What this task involves:
Where does "StoreError" appear in the data? Return each line that holds it.

Dataset entries:
━━━━━━

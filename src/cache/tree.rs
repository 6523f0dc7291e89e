//! Directory-scoped tree cache
//!
//! A directory is the unit of completeness: once any listing of it has been
//! stored, the stored rows are the whole listing. Reconciliation leans on
//! that to decide relevance with one existence query for all touched
//! directories, then refetches every relevant file in a single batch.

use std::collections::{BTreeSet, HashMap, HashSet};

use thiserror::Error;

use super::paths;
use crate::now_unix;
use crate::remote::{BatchQuery, QueryKind, RemoteBlob, RemoteError, RemoteObject, TreeClient};
use crate::store::{CachedEntry, EntryKind, StoreError, TreeStore};
use crate::types::Namespace;

/// Errors returned by tree cache operations.
#[derive(Error, Debug)]
pub enum TreeError {
    /// The batched remote query failed; nothing from the fetch step was written.
    #[error("remote query failed: {0}")]
    RemoteQueryFailed(#[from] RemoteError),
    /// The local store failed.
    #[error("store error: {0}")]
    Store(#[from] StoreError),
}

/// A file deleted by the change set.
#[derive(Debug, Clone, PartialEq, Eq)]
pub struct RemovedFile {
    pub path: String,
}

/// A file added or modified by the change set, with its new checksum.
#[derive(Debug, Clone, PartialEq, Eq)]
pub struct ChangedFile {
    pub path: String,
    /// Checksum the change set expects. The fetched blob is stored either
    /// way; a mismatch is only logged.
    pub sha: String,
}

/// Delta between two tree states. The three lists are expected to be disjoint.
#[derive(Debug, Clone, Default, PartialEq, Eq)]
pub struct ChangeSet {
    pub removed: Vec<RemovedFile>,
    pub modified: Vec<ChangedFile>,
    pub added: Vec<ChangedFile>,
}

impl ChangeSet {
    pub fn is_empty(&self) -> bool {
        self.removed.is_empty() && self.modified.is_empty() && self.added.is_empty()
    }
}

/// What a reconcile call did.
#[derive(Debug, Clone, Copy, Default, PartialEq, Eq)]
pub struct ReconcileReport {
    pub deleted: usize,
    pub updated: usize,
    pub inserted: usize,
    /// Relevant paths the remote no longer resolves to a blob.
    pub skipped: usize,
    pub remote_queries: usize,
}

#[derive(Debug, Clone, Copy, PartialEq, Eq)]
enum Change {
    Modified,
    Added,
}

/// Cache of remote tree listings backed by a [`TreeStore`].
pub struct TreeCache<S, C> {
    store: S,
    client: C,
}

fn blob_entry(ns: &Namespace, path: &str, blob: RemoteBlob, now: i64) -> CachedEntry {
    CachedEntry {
        owner: ns.owner().to_string(),
        repo: ns.repo().to_string(),
        branch: ns.branch().to_string(),
        path: path.to_string(),
        parent_path: paths::parent_dir(path).to_string(),
        name: paths::base_name(path).to_string(),
        kind: EntryKind::Blob,
        content: blob.text,
        sha: Some(blob.oid),
        last_updated: now,
    }
}

impl<S: TreeStore, C: TreeClient> TreeCache<S, C> {
    pub fn new(store: S, client: C) -> Self {
        Self { store, client }
    }

    pub fn store(&self) -> &S {
        &self.store
    }

    pub fn client(&self) -> &C {
        &self.client
    }

    /// Returns the listing of `path`, fetching and storing it on first access.
    ///
    /// Blob children come back with content and checksum from the same
    /// request. A path that does not resolve to a directory yields an empty
    /// listing and writes nothing; a genuinely empty directory is remembered
    /// so it is not fetched again.
    pub fn populate_directory(
        &self,
        ns: &Namespace,
        path: &str,
        credential: &str,
    ) -> Result<Vec<CachedEntry>, TreeError> {
        let dir = paths::normalize(path);

        if self.store.is_directory_cached(ns, &dir)? {
            log::debug!("cache hit for {}:{}", ns, dir);
            return Ok(self.store.list_directory(ns, &dir)?);
        }

        log::debug!("cache miss for {}:{}, fetching listing", ns, dir);
        let query = BatchQuery {
            index: 0,
            expression: paths::expression(ns.branch(), &dir),
            kind: QueryKind::Tree,
        };
        let results = self.client.fetch_batch(ns, &[query], credential)?;
        let object = results
            .into_iter()
            .find(|result| result.index == 0)
            .and_then(|result| result.object);

        let children = match object {
            Some(RemoteObject::Tree(children)) => children,
            Some(RemoteObject::Blob(_)) => {
                log::debug!("{}:{} is a file, not a directory", ns, dir);
                return Ok(Vec::new());
            }
            None => {
                log::debug!("{}:{} does not exist", ns, dir);
                return Ok(Vec::new());
            }
        };

        let now = now_unix();
        let mut entries: Vec<CachedEntry> = children
            .into_iter()
            .map(|child| {
                let (content, sha) = match child.blob {
                    Some(blob) => (blob.text, Some(blob.oid)),
                    None => (None, None),
                };
                CachedEntry {
                    owner: ns.owner().to_string(),
                    repo: ns.repo().to_string(),
                    branch: ns.branch().to_string(),
                    parent_path: dir.clone(),
                    name: child.name,
                    path: child.path,
                    kind: child.kind,
                    content,
                    sha,
                    last_updated: now,
                }
            })
            .collect();
        entries.sort_by(|a, b| a.path.cmp(&b.path));

        self.store.insert_directory(ns, &dir, &entries, now)?;
        log::debug!("cached {} entries for {}:{}", entries.len(), ns, dir);

        Ok(entries)
    }

    /// Applies a change set to the directories that are already cached.
    ///
    /// Removals are applied first and need no remote call, so they stick
    /// even if the refetch fails. Modified and added files are refetched in
    /// one batched query and only written once that query has succeeded.
    pub fn reconcile(
        &self,
        ns: &Namespace,
        changes: &ChangeSet,
        credential: &str,
    ) -> Result<ReconcileReport, TreeError> {
        let mut report = ReconcileReport::default();

        let removed: Vec<String> = changes
            .removed
            .iter()
            .map(|file| paths::normalize(&file.path))
            .collect();
        let changed: Vec<(String, Change, &str)> = changes
            .modified
            .iter()
            .map(|file| (file, Change::Modified))
            .chain(changes.added.iter().map(|file| (file, Change::Added)))
            .map(|(file, change)| (paths::normalize(&file.path), change, file.sha.as_str()))
            .collect();

        let parents: Vec<String> = removed
            .iter()
            .chain(changed.iter().map(|(path, _, _)| path))
            .map(|path| paths::parent_dir(path).to_string())
            .collect::<BTreeSet<_>>()
            .into_iter()
            .collect();
        if parents.is_empty() {
            return Ok(report);
        }

        let cached = self.store.cached_directories(ns, &parents)?;
        let is_relevant = |path: &str| cached.contains(paths::parent_dir(path));

        let removable: Vec<String> = removed
            .into_iter()
            .filter(|path| is_relevant(path.as_str()))
            .collect();
        if !removable.is_empty() {
            report.deleted = self.store.delete_entries(ns, &removable)?;
        }

        let mut seen = HashSet::new();
        let fetch: Vec<(String, Change, &str)> = changed
            .into_iter()
            .filter(|(path, _, _)| is_relevant(path.as_str()) && seen.insert(path.clone()))
            .collect();
        if fetch.is_empty() {
            log::debug!(
                "reconcile {}: {} deleted, nothing to refetch",
                ns,
                report.deleted
            );
            return Ok(report);
        }

        let queries: Vec<BatchQuery> = fetch
            .iter()
            .enumerate()
            .map(|(index, (path, _, _))| BatchQuery {
                index,
                expression: paths::expression(ns.branch(), path),
                kind: QueryKind::Blob,
            })
            .collect();

        log::debug!("reconcile {}: refetching {} files", ns, queries.len());
        let results = self.client.fetch_batch(ns, &queries, credential)?;
        report.remote_queries = 1;

        let mut by_index: HashMap<usize, RemoteObject> = results
            .into_iter()
            .filter_map(|result| result.object.map(|object| (result.index, object)))
            .collect();

        let now = now_unix();
        let mut modified = Vec::new();
        let mut added = Vec::new();
        for (index, (path, change, expected_sha)) in fetch.iter().enumerate() {
            let blob = match by_index.remove(&index) {
                Some(RemoteObject::Blob(blob)) => blob,
                Some(RemoteObject::Tree(_)) | None => {
                    log::warn!("reconcile {}: {} is not a file on the remote", ns, path);
                    report.skipped += 1;
                    continue;
                }
            };

            if blob.oid != *expected_sha {
                // The branch moved past the change set; the fetched content wins.
                log::warn!(
                    "reconcile {}: {} expected {} but the remote has {}",
                    ns,
                    path,
                    expected_sha,
                    blob.oid
                );
            }

            let entry = blob_entry(ns, path, blob, now);
            match change {
                Change::Modified => modified.push(entry),
                Change::Added => added.push(entry),
            }
        }

        let counts = self.store.write_blobs(ns, &modified, &added)?;
        report.updated = counts.updated;
        report.inserted = counts.inserted;

        log::info!(
            "reconcile {}: {} deleted, {} updated, {} inserted, {} skipped",
            ns,
            report.deleted,
            report.updated,
            report.inserted,
            report.skipped
        );

        Ok(report)
    }
}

━━━━━━

Result of this task:
use crate::store::{CachedEntry, EntryKind, StoreError, TreeStore};
    Store(#[from] StoreError),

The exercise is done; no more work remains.